The 2016 Olympics have come to an end after more than two weeks of action. Many world records set, many breath-taking performances witnessed and many stories written. But were the Olympic Games worth it for Brazil and for tourism in Rio?
One of the goals of the organizing committee was to give Brazil a tourism boost amid economic troubles and the Zika virus. The target was to increase the visitor inflow in August and September by as much as 82%, which is roughly 350,000 to 500,000 additional visitors.
However, the empty stands during many events indicate that this prognosis was somewhat hasty from the host nation. For a more objective analysis we need to wait for the official data of course.
Tourism in Rio benefited from the developments. In terms of infrastructure, Rio de Janeiro has experienced a series of renovations. More than hundred kilometers of bus lanes built, the port area revitalized, the subway transport improved.
“We leave a legacy of self-confidence for Brazilians and unity, because we are coming of a very important political and economic crisis. Brazilians have found their pride again,” insists Mario Andrada, the Olympics spokesperson.
This has been countered by Juliana Barbassa, journalist and author of Dancing with the Devil in the City of God, a book written about Rio de Janeiro. “The cost has been tremendous; it is coming at a time when the country is facing a significant recession. The city has spent a lot of money. When you look at the infrastructure that has been put into place, it serves the needs of the wealthier side of Rio,” Barbassa said.
The huge expenses did not find the understanding of every citizen in Rio. “I don’t think the Olympics left a lot of things to us or to tourism in Rio, because the only people who participated were the ones who could afford it,” a citizen of the city said. But others say that the Olympics left a lot of good things for the city, highlighting the new infrastructure. “Now let’s see if the politicians will take advantage and maintain it all,” another person remarked.
For now, it is hard to say whether Brazil and Rio will be able to benefit from the event. The long-term trend is that the economic benefits are inflated to justify the spending of huge amounts of taxpayer money. Some examples are Sydney, Barcelona and even London. These cities did not benefit from the mega-events as their overambitious plans had stated they would.

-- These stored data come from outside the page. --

//! Per-lane program interpreter
//!
//! Each active lane walks the structured operation tree with its own private
//! token slots. Parameter tokens live in [`SharedTokens`] and are visible to
//! every lane of the dispatch.

use super::ops::{self, BinaryOp, CompareOp, Conversion, ShiftOp, UnaryOp};
use crate::error::{BackendError, Result};
use crate::isa::{LabelId, Op, Program, ScalarValue, TokenId, TokenValue, VectorValue};
use parking_lot::Mutex;
use std::collections::HashMap;
use std::time::{Duration, Instant};

/// Token slots shared by all lanes of a dispatch
pub(crate) type SharedTokens = HashMap<TokenId, Mutex<TokenValue>>;

/// Cooperative dispatch deadline
///
/// Checked at loop back-edges and before each block of lanes.
#[derive(Debug, Clone, Copy)]
pub(crate) struct Deadline {
    at: Option<Instant>,
    timeout: Duration,
}

impl Deadline {
    pub(crate) fn new(timeout: Option<Duration>) -> Self {
        Self {
            at: timeout.map(|timeout| Instant::now() + timeout),
            timeout: timeout.unwrap_or_default(),
        }
    }

    pub(crate) fn check(&self) -> Result<()> {
        match self.at {
            Some(at) if Instant::now() >= at => Err(BackendError::Timeout {
                timeout_ms: self.timeout.as_millis() as u64,
            }),
            _ => Ok(()),
        }
    }
}

/// Interpreter state of one lane
pub(crate) struct Lane<'a> {
    program: &'a Program,
    shared: &'a SharedTokens,
    deadline: &'a Deadline,
    private: HashMap<TokenId, TokenValue>,
    worker_id: u32,
    num_workers: u32,
    /// (previous, current) block labels; `Phi` selects on the previous one
    labels: (LabelId, LabelId),
    operations: u64,
}
//! Host snapshots of array resources handed to C callers
//!
//! Snapshots are `malloc`-allocated so C code owns them outright; each kind
//! has its own `kiln_data_array_<kind>_free`.

use crate::status::{FfiError, FfiResult};
use std::mem;
use std::ptr;

macro_rules! data_array {
    ($name:ident, $elem:ty, $free:ident) => {
        /// Array snapshot: `size` elements at `data` (NULL when `size` is 0)
        #[repr(C)]
        #[derive(Debug)]
        pub struct $name {
            pub size: u32,
            pub data: *mut $elem,
        }

        impl $name {
            /// Copy `values` into a freshly `malloc`ed snapshot
            pub(crate) fn allocate(values: &[$elem]) -> FfiResult<*mut Self> {
                let size = u32::try_from(values.len())
                    .map_err(|_| FfiError::invalid_argument(format!("array of {} elements exceeds u32", values.len())))?;

                let data = if values.is_empty() {
                    ptr::null_mut()
                } else {
                    let bytes = mem::size_of_val(values);
                    // SAFETY: malloc with a non-zero size; checked for NULL below
                    let data = unsafe { libc::malloc(bytes) } as *mut $elem;
                    if data.is_null() {
                        return Err(FfiError::Internal(format!("failed to allocate {} bytes", bytes)));
                    }
                    // SAFETY: `data` holds `values.len()` elements and does not overlap `values`
                    unsafe { ptr::copy_nonoverlapping(values.as_ptr(), data, values.len()) };
                    data
                };

                // SAFETY: malloc of the struct size; checked for NULL below
                let array = unsafe { libc::malloc(mem::size_of::<Self>()) } as *mut Self;
                if array.is_null() {
                    // SAFETY: `data` is NULL or came from malloc above
                    unsafe { libc::free(data as *mut libc::c_void) };
                    return Err(FfiError::Internal("failed to allocate data array".to_string()));
                }
                // SAFETY: `array` is valid for writes of one `Self`
                unsafe { array.write(Self { size, data }) };
                Ok(array)
            }

            /// View the elements (test and debugging helper)
            ///
            /// # Safety
            ///
            /// `self` must have been produced by [`allocate`](Self::allocate)
            /// and not freed.
            pub unsafe fn as_slice(&self) -> &[$elem] {
                if self.data.is_null() {
                    &[]
                } else {
                    // SAFETY: guaranteed by the caller
                    unsafe { std::slice::from_raw_parts(self.data, self.size as usize) }
                }
            }
        }

        /// Release a snapshot returned by a `kiln_resource_get_data_array_*` call
        ///
        /// # Safety
        ///
        /// `array` must be NULL or a snapshot of this kind that has not been
        /// freed yet.
        #[no_mangle]
        pub unsafe extern "C" fn $free(array: *mut $name) {
            if array.is_null() {
                return;
            }
            // SAFETY: both pointers came from malloc in `allocate`
            unsafe {
                libc::free((*array).data as *mut libc::c_void);
                libc::free(array as *mut libc::c_void);
            }
        }
    };
}

data_array!(KilnDataArrayUint32, u32, kiln_data_array_uint32_free);
data_array!(KilnDataArrayInt32, i32, kiln_data_array_int32_free);
data_array!(KilnDataArrayFloat32, f32, kiln_data_array_float32_free);

#[cfg(test)]
mod tests {
    use super::*;

    #[test]
    fn test_allocate_copies_values() {
        let array = KilnDataArrayInt32::allocate(&[-1, 0, 7]).unwrap();
        unsafe {
            assert_eq!((*array).size, 3);
            assert_eq!((*array).as_slice(), &[-1, 0, 7]);
            kiln_data_array_int32_free(array);
        }
    }

    #[test]
    fn test_empty_array_has_null_data() {
        let array = KilnDataArrayFloat32::allocate(&[]).unwrap();
        unsafe {
            assert_eq!((*array).size, 0);
            assert!((*array).data.is_null());
            assert!((*array).as_slice().is_empty());
            kiln_data_array_float32_free(array);
        }
    }

    #[test]
    fn test_free_null_is_noop() {
        unsafe { kiln_data_array_uint32_free(ptr::null_mut()) };
    }
}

With the difficulty to justify the massive spending connected to the Olympics, it really seems that tourism benefits are the only justification of such acts.
Alas, despite Usain Bolt’s and Michael Phelps’ incredible shows in Rio, questions arise about the outcome of the event for the host country. It remains to be seen whether it will at least serve as a boost for a country heavily affected by all sorts of issues.